Work required
Search the records below for the word "lock". Copy each line where it occurs.

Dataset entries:
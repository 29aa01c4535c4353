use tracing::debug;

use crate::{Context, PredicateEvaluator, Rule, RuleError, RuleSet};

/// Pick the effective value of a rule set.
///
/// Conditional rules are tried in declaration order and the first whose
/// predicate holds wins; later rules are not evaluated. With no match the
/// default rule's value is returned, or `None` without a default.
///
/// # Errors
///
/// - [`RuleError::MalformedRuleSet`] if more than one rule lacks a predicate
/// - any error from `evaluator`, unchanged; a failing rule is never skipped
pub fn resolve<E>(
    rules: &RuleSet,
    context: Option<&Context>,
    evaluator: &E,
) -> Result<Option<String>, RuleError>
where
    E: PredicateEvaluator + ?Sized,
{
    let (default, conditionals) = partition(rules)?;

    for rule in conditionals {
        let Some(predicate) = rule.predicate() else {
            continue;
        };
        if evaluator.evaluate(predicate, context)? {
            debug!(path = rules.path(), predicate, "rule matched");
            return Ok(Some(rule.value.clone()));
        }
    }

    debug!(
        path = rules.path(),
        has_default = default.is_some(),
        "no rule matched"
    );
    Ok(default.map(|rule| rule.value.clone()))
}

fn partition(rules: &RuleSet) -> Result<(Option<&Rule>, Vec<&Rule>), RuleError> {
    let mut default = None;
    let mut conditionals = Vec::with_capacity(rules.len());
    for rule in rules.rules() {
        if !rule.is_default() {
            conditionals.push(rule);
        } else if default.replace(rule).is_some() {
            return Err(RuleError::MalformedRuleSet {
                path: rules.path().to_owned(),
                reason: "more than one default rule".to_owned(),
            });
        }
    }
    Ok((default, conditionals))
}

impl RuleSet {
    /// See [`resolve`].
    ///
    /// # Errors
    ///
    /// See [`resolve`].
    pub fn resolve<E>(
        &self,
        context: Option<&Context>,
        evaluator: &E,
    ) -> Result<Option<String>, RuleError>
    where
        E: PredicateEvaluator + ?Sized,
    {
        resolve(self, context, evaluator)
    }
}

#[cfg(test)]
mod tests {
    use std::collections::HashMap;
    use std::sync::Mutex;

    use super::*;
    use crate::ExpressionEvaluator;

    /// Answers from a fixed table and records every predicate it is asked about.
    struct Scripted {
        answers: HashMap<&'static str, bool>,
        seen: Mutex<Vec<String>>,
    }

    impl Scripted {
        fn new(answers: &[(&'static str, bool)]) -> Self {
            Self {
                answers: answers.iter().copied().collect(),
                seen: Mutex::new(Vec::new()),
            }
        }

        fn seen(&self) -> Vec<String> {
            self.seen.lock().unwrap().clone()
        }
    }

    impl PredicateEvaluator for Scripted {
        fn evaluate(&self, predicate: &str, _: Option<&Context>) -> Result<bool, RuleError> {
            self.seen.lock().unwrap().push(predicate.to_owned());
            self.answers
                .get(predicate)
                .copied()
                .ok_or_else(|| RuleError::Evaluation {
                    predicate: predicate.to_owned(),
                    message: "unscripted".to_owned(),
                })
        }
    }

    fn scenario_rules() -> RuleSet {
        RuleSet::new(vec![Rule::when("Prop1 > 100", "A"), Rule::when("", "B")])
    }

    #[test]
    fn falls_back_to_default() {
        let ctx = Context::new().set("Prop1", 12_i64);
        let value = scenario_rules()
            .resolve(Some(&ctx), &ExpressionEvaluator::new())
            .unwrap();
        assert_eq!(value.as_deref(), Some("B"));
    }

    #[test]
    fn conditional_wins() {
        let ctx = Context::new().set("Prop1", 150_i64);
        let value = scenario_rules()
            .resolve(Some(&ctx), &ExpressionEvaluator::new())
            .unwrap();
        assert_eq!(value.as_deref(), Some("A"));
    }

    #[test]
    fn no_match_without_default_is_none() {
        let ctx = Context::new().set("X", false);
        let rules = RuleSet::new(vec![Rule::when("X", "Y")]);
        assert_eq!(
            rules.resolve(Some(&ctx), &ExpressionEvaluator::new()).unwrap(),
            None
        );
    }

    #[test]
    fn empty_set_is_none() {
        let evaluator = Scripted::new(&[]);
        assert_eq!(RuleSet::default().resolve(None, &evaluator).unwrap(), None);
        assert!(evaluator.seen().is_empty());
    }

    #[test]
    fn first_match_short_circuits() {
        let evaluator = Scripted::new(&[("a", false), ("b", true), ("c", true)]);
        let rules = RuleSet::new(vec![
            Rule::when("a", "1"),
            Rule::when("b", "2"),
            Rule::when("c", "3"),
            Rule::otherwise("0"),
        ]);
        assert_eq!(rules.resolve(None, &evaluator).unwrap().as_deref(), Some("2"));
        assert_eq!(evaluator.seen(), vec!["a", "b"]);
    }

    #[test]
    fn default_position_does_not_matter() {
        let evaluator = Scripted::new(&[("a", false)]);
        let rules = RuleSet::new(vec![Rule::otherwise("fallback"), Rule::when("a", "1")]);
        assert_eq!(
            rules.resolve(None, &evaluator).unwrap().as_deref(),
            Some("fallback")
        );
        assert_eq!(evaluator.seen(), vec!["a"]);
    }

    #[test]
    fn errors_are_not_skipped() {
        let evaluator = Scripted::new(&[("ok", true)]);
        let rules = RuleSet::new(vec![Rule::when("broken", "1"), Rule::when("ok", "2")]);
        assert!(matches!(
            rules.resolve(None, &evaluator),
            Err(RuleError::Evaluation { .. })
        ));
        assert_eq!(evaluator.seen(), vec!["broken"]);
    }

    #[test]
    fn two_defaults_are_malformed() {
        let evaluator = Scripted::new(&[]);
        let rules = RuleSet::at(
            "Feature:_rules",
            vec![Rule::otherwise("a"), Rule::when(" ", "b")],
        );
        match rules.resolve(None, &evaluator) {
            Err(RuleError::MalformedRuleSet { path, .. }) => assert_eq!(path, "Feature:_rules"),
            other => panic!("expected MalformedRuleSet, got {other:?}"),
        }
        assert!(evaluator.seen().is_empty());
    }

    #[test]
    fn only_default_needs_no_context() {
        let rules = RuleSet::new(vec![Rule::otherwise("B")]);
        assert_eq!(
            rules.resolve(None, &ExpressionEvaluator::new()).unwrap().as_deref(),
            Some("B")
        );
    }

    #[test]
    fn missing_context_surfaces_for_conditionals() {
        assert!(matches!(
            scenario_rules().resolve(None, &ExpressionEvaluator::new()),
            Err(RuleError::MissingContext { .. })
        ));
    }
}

Task output
            self.seen.lock().unwrap().clone()
            self.seen.lock().unwrap().push(predicate.to_owned());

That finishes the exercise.